Yo, en cambio, creo que un gobierno tiene que usar sus mayorías para gobernar. Si consigue el apoyo de la oposición, a un buen precio, pues bienvenido. Lo que no se vale es retrasar los cambios porque se están buscando votos innecesarios desde el punto de vista legal. Lo cual me lleva al segundo argumento de esta columna. Si un gobierno usa la llave de la mayoría inmediatamente se hace responsable de la reforma aprobada. Adquiere el compromiso de que los cambios funcionen.

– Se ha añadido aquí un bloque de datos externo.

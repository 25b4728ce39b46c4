use crate::core::config::BrowserConfig;
use crate::errors::Result;
use async_trait::async_trait;
use serde::{Deserialize, Serialize};
use std::collections::BTreeMap;
use std::fmt;
use std::path::Path;
use std::time::Duration;

/// Capability surface the interaction core needs from a page-automation engine.
///
/// A tab bundles an isolated browsing context with one active page. Element
/// references handed out by `query_all` are only meaningful for the tab that
/// produced them and must be re-resolved after the page mutates.
#[async_trait]
pub trait BrowserTrait: Send + Sync {
    type TabHandle: Send + Sync;

    /// Launch a new browser instance
    async fn launch(&mut self, config: &BrowserConfig) -> Result<()>;

    /// Open an isolated tab, optionally seeded with persisted session state
    async fn new_tab(&self, persisted_state: Option<&Path>) -> Result<Self::TabHandle>;

    /// Navigate to a URL
    async fn navigate(&self, tab: &Self::TabHandle, url: &str) -> Result<()>;

    /// All elements currently matching `selector`, in document order
    async fn query_all(&self, tab: &Self::TabHandle, selector: &str) -> Result<Vec<ElementRef>>;

    /// Replace the value of the input matching `selector`
    async fn fill(&self, tab: &Self::TabHandle, selector: &str, text: &str) -> Result<()>;

    async fn click(&self, tab: &Self::TabHandle, target: &Target) -> Result<()>;

    /// Wait until the first element matching `selector` reaches `state`
    async fn wait_for_selector(
        &self,
        tab: &Self::TabHandle,
        selector: &str,
        state: WaitState,
        timeout: Duration,
    ) -> Result<()>;

    async fn get_attribute(
        &self,
        tab: &Self::TabHandle,
        target: &Target,
        name: &str,
    ) -> Result<Option<String>>;

    async fn inner_html(&self, tab: &Self::TabHandle, target: &Target) -> Result<String>;

    /// Write a PNG of the page to `path`
    async fn screenshot(&self, tab: &Self::TabHandle, path: &Path, full_page: bool) -> Result<()>;

    /// Serialize cookies and storage of the tab's context to `path`
    async fn persist_state(&self, tab: &Self::TabHandle, path: &Path) -> Result<()>;

    /// Arm the file-chooser flow behind `trigger_selector`
    async fn expect_file_chooser(
        &self,
        tab: &Self::TabHandle,
        trigger_selector: &str,
    ) -> Result<FileChooser>;

    async fn set_files(&self, tab: &Self::TabHandle, chooser: &FileChooser, path: &Path)
        -> Result<()>;

    /// Start recording request lifecycle events; restarts the record if already active
    async fn observe_network(&self, tab: &Self::TabHandle) -> Result<()>;

    /// Events recorded since the previous drain, oldest first
    async fn drain_network_events(&self, tab: &Self::TabHandle) -> Result<Vec<NetworkEvent>>;

    async fn close_tab(&self, tab: Self::TabHandle) -> Result<()>;

    /// Check if browser is still running
    fn is_running(&self) -> bool;

    /// Close the browser
    async fn close(&mut self) -> Result<()>;
}

/// Produces fresh, not yet launched engine instances.
pub trait BrowserFactory: Send + Sync {
    type Browser: BrowserTrait;

    fn create(&self) -> Self::Browser;
}

impl<B, F> BrowserFactory for F
where
    B: BrowserTrait,
    F: Fn() -> B + Send + Sync,
{
    type Browser = B;

    fn create(&self) -> B {
        self()
    }
}

/// Attributes that flip with UI state and therefore do not identify an element.
pub const VOLATILE_ATTRIBUTES: &[&str] = &[
    "disabled",
    "aria-disabled",
    "class",
    "style",
    "data-state",
    "data-disabled",
];

/// Engine-scoped reference to a DOM node.
///
/// `locator` is whatever the engine needs to find the node again (a structural
/// CSS path for Chrome). It shifts when siblings are inserted, so only `tag`
/// and `attributes` form the fingerprint.
#[derive(Debug, Clone, PartialEq, Eq, Serialize, Deserialize)]
pub struct ElementRef {
    pub tag: String,
    pub locator: String,
    #[serde(default)]
    pub attributes: BTreeMap<String, String>,
}

/// Value-comparable identity of an element, stable across state changes
/// and DOM position.
#[derive(Debug, Clone, PartialEq, Eq, Hash, PartialOrd, Ord)]
pub struct ElementKey {
    pub tag: String,
    pub attributes: Vec<(String, String)>,
}

impl ElementRef {
    pub fn new(tag: impl Into<String>, locator: impl Into<String>) -> Self {
        Self {
            tag: tag.into(),
            locator: locator.into(),
            attributes: BTreeMap::new(),
        }
    }

    pub fn with_attribute(mut self, name: impl Into<String>, value: impl Into<String>) -> Self {
        self.attributes.insert(name.into(), value.into());
        self
    }

    pub fn key(&self) -> ElementKey {
        ElementKey {
            tag: self.tag.to_ascii_lowercase(),
            attributes: self
                .attributes
                .iter()
                .filter(|(name, _)| !VOLATILE_ATTRIBUTES.contains(&name.as_str()))
                .map(|(name, value)| (name.clone(), value.clone()))
                .collect(),
        }
    }
}

impl fmt::Display for ElementRef {
    fn fmt(&self, f: &mut fmt::Formatter<'_>) -> fmt::Result {
        write!(f, "<{}> at {}", self.tag, self.locator)
    }
}

/// What an action is aimed at.
#[derive(Debug, Clone, PartialEq, Eq)]
pub enum Target {
    /// First element matching the selector at the time of the action
    Selector(String),
    /// A previously resolved element
    Element(ElementRef),
}

impl From<&str> for Target {
    fn from(selector: &str) -> Self {
        Target::Selector(selector.to_string())
    }
}

impl From<ElementRef> for Target {
    fn from(element: ElementRef) -> Self {
        Target::Element(element)
    }
}

impl fmt::Display for Target {
    fn fmt(&self, f: &mut fmt::Formatter<'_>) -> fmt::Result {
        match self {
            Target::Selector(selector) => write!(f, "{}", selector),
            Target::Element(element) => write!(f, "{}", element),
        }
    }
}

#[derive(Debug, Clone, Copy, PartialEq, Eq, Serialize, Deserialize)]
#[serde(rename_all = "snake_case")]
pub enum WaitState {
    Attached,
    Detached,
    Visible,
    Hidden,
}

impl WaitState {
    /// Whether an element with the given presence flags satisfies this state.
    pub fn is_satisfied(self, attached: bool, visible: bool) -> bool {
        match self {
            WaitState::Attached => attached,
            WaitState::Detached => !attached,
            WaitState::Visible => attached && visible,
            WaitState::Hidden => !attached || !visible,
        }
    }
}

impl fmt::Display for WaitState {
    fn fmt(&self, f: &mut fmt::Formatter<'_>) -> fmt::Result {
        let name = match self {
            WaitState::Attached => "attached",
            WaitState::Detached => "detached",
            WaitState::Visible => "visible",
            WaitState::Hidden => "hidden",
        };
        f.write_str(name)
    }
}

#[derive(Debug, Clone, Copy, PartialEq, Eq, Serialize, Deserialize)]
#[serde(rename_all = "snake_case")]
pub enum NetworkEvent {
    RequestStarted,
    RequestFinished,
    RequestFailed,
}

/// Armed file chooser; files are attached through `set_files`.
#[derive(Debug, Clone, PartialEq, Eq)]
pub struct FileChooser {
    pub input_selector: String,
}

#[cfg(test)]
mod tests {
    use super::*;

    #[test]
    fn key_ignores_state_attributes() {
        let before = ElementRef::new("button", "html > body:nth-child(2) > button:nth-child(3)")
            .with_attribute("class", "btn disabled")
            .with_attribute("disabled", "")
            .with_attribute("aria-label", "Send");
        let after = ElementRef::new("BUTTON", "html > body:nth-child(2) > button:nth-child(3)")
            .with_attribute("class", "btn")
            .with_attribute("aria-label", "Send");

        assert_eq!(before.key(), after.key());
    }

    #[test]
    fn key_ignores_position() {
        let before = ElementRef::new("button", "div:nth-child(2) > button:nth-child(2)")
            .with_attribute("aria-label", "Voice");
        let after = ElementRef::new("button", "div:nth-child(2) > button:nth-child(3)")
            .with_attribute("aria-label", "Voice");
        assert_eq!(before.key(), after.key());
    }

    #[test]
    fn key_keeps_identity_attributes() {
        let a = ElementRef::new("button", "p").with_attribute("aria-label", "Send");
        let b = ElementRef::new("button", "p").with_attribute("aria-label", "Voice");
        assert_ne!(a.key(), b.key());
    }

    #[test]
    fn wait_states() {
        assert!(WaitState::Attached.is_satisfied(true, false));
        assert!(!WaitState::Visible.is_satisfied(true, false));
        assert!(WaitState::Detached.is_satisfied(false, false));
        assert!(WaitState::Hidden.is_satisfied(true, false));
        assert!(!WaitState::Hidden.is_satisfied(true, true));
    }
}
use crate::core::{BrowserTrait, SelectorConfig, Target, WaitState};
use crate::errors::Result;
use crate::workflow::request::ChatOptions;
use std::time::Duration;
use tracing::{debug, info};

/// Bring the ephemeral-chat switch to `enabled`.
///
/// Opens the menu only when the switch is not already on screen and clicks
/// the switch only when its `aria-checked` state differs. Returns whether
/// the switch was clicked.
pub async fn set_ephemeral_mode<B: BrowserTrait>(
    browser: &B,
    tab: &B::TabHandle,
    selectors: &SelectorConfig,
    enabled: bool,
    step_timeout: Duration,
) -> Result<bool> {
    let switch = Target::Selector(selectors.ephemeral_switch.clone());

    if browser
        .query_all(tab, &selectors.ephemeral_switch)
        .await?
        .is_empty()
    {
        open_menu(browser, tab, selectors, step_timeout).await?;
    }
    browser
        .wait_for_selector(tab, &selectors.ephemeral_switch, WaitState::Visible, step_timeout)
        .await?;

    let checked = browser
        .get_attribute(tab, &switch, "aria-checked")
        .await?
        .is_some_and(|value| value.eq_ignore_ascii_case("true"));

    if checked == enabled {
        debug!(enabled, "ephemeral mode already set");
        return Ok(false);
    }

    browser.click(tab, &switch).await?;
    info!(enabled, "ephemeral mode toggled");
    Ok(true)
}

/// Pick the model whose menu entry shows `label`.
pub async fn select_model<B: BrowserTrait>(
    browser: &B,
    tab: &B::TabHandle,
    selectors: &SelectorConfig,
    label: &str,
    step_timeout: Duration,
) -> Result<()> {
    let entry = selectors.model_entry(label);

    if browser.query_all(tab, &entry).await?.is_empty() {
        open_menu(browser, tab, selectors, step_timeout).await?;
    }
    browser
        .wait_for_selector(tab, &entry, WaitState::Visible, step_timeout)
        .await?;
    browser.click(tab, &Target::Selector(entry)).await?;

    info!(model = label, "model selected");
    Ok(())
}

/// Apply every option the request asks for, ephemeral mode first.
pub async fn configure_chat<B: BrowserTrait>(
    browser: &B,
    tab: &B::TabHandle,
    selectors: &SelectorConfig,
    options: &ChatOptions,
    step_timeout: Duration,
) -> Result<()> {
    if let Some(enabled) = options.ephemeral {
        set_ephemeral_mode(browser, tab, selectors, enabled, step_timeout).await?;
    }
    if let Some(label) = options.model_label.as_deref() {
        select_model(browser, tab, selectors, label, step_timeout).await?;
    }
    Ok(())
}

async fn open_menu<B: BrowserTrait>(
    browser: &B,
    tab: &B::TabHandle,
    selectors: &SelectorConfig,
    step_timeout: Duration,
) -> Result<()> {
    browser
        .wait_for_selector(tab, &selectors.menu_trigger, WaitState::Visible, step_timeout)
        .await?;
    browser
        .click(tab, &Target::Selector(selectors.menu_trigger.clone()))
        .await
}

#[cfg(test)]
mod tests {
    use super::*;
    use crate::testing::{MockBrowser, MockCall, MockTab, TestHelper, MOCK_URL};

    const STEP: Duration = Duration::from_secs(5);

    async fn open_chat() -> (MockBrowser, MockTab) {
        let mut browser = MockBrowser::new(TestHelper::chat_site().without_login());
        browser.launch(&Default::default()).await.unwrap();
        let tab = browser.new_tab(None).await.unwrap();
        browser.navigate(&tab, MOCK_URL).await.unwrap();
        (browser, tab)
    }

    fn clicks(browser: &MockBrowser) -> usize {
        browser
            .calls()
            .iter()
            .filter(|call| matches!(call, MockCall::Click(_)))
            .count()
    }

    #[tokio::test(start_paused = true)]
    async fn ephemeral_toggle_is_idempotent() {
        let (browser, tab) = open_chat().await;
        let selectors = SelectorConfig::default();

        let clicked = set_ephemeral_mode(&browser, &tab, &selectors, true, STEP)
            .await
            .unwrap();
        assert!(clicked);
        let after_first = clicks(&browser);
        assert_eq!(after_first, 2, "menu and switch");

        let clicked = set_ephemeral_mode(&browser, &tab, &selectors, true, STEP)
            .await
            .unwrap();
        assert!(!clicked);
        assert_eq!(clicks(&browser), after_first);
    }

    #[tokio::test(start_paused = true)]
    async fn model_entry_is_clicked_by_label() {
        let (browser, tab) = open_chat().await;
        let selectors = SelectorConfig::default();
        let entry = selectors.model_entry(crate::core::config::DEFAULT_MODEL_LABEL);

        select_model(
            &browser,
            &tab,
            &selectors,
            crate::core::config::DEFAULT_MODEL_LABEL,
            STEP,
        )
        .await
        .unwrap();

        assert!(browser.calls().contains(&MockCall::Click(entry.clone())));
        assert!(browser.query_all(&tab, &entry).await.unwrap().is_empty());
    }

    #[tokio::test(start_paused = true)]
    async fn untouched_options_make_no_calls() {
        let (browser, tab) = open_chat().await;
        let before = browser.calls().len();

        configure_chat(
            &browser,
            &tab,
            &SelectorConfig::default(),
            &ChatOptions::untouched(),
            STEP,
        )
        .await
        .unwrap();

        assert_eq!(browser.calls().len(), before);
    }

    #[tokio::test(start_paused = true)]
    async fn unknown_model_times_out() {
        let (browser, tab) = open_chat().await;

        let err = select_model(&browser, &tab, &SelectorConfig::default(), "Legacy", STEP)
            .await
            .unwrap_err();

        assert!(err.is_timeout());
    }
}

Imaginemos que el gobierno de Peña sacara las reformas en telecomunicaciones y energética tan sólo con el voto del PRI y sus aliados del PVEM y del Panal, más tres senadores más. Naturalmente la oposición del PAN y del PRD los criticaría por haber sacado reformas “terribles”. Al gobierno, por su parte, más le valdría que funcionaran porque el responsable de ellas sería el PRI y sus dos pequeños aliados. Si efectivamente funcionaran y la economía despegara a finales del sexenio, los priistas podrían colgarse la medalla por el éxito obtenido elevando así las probabilidades de ganar las elecciones de 2018.

La pregunta es si el gobierno de Peña está dispuesto a sacar las reformas en telecomunicaciones y energética con la mayoría que ya tiene en la Cámara de Diputados y casi en el Senado. En lo personal me parecería un mensaje positivo que el Presidente dijera que sí podría hacerlo demostrando que cree en sus reformas jugándose su futuro, y el de su partido, con ellas. Una muestra de liderazgo sería decir que bien podría utilizar la llave de la “mayoría” para terminar con el atorón en el Congreso asumiendo, así, la responsabilidad de reformas que está promoviendo desde su campaña.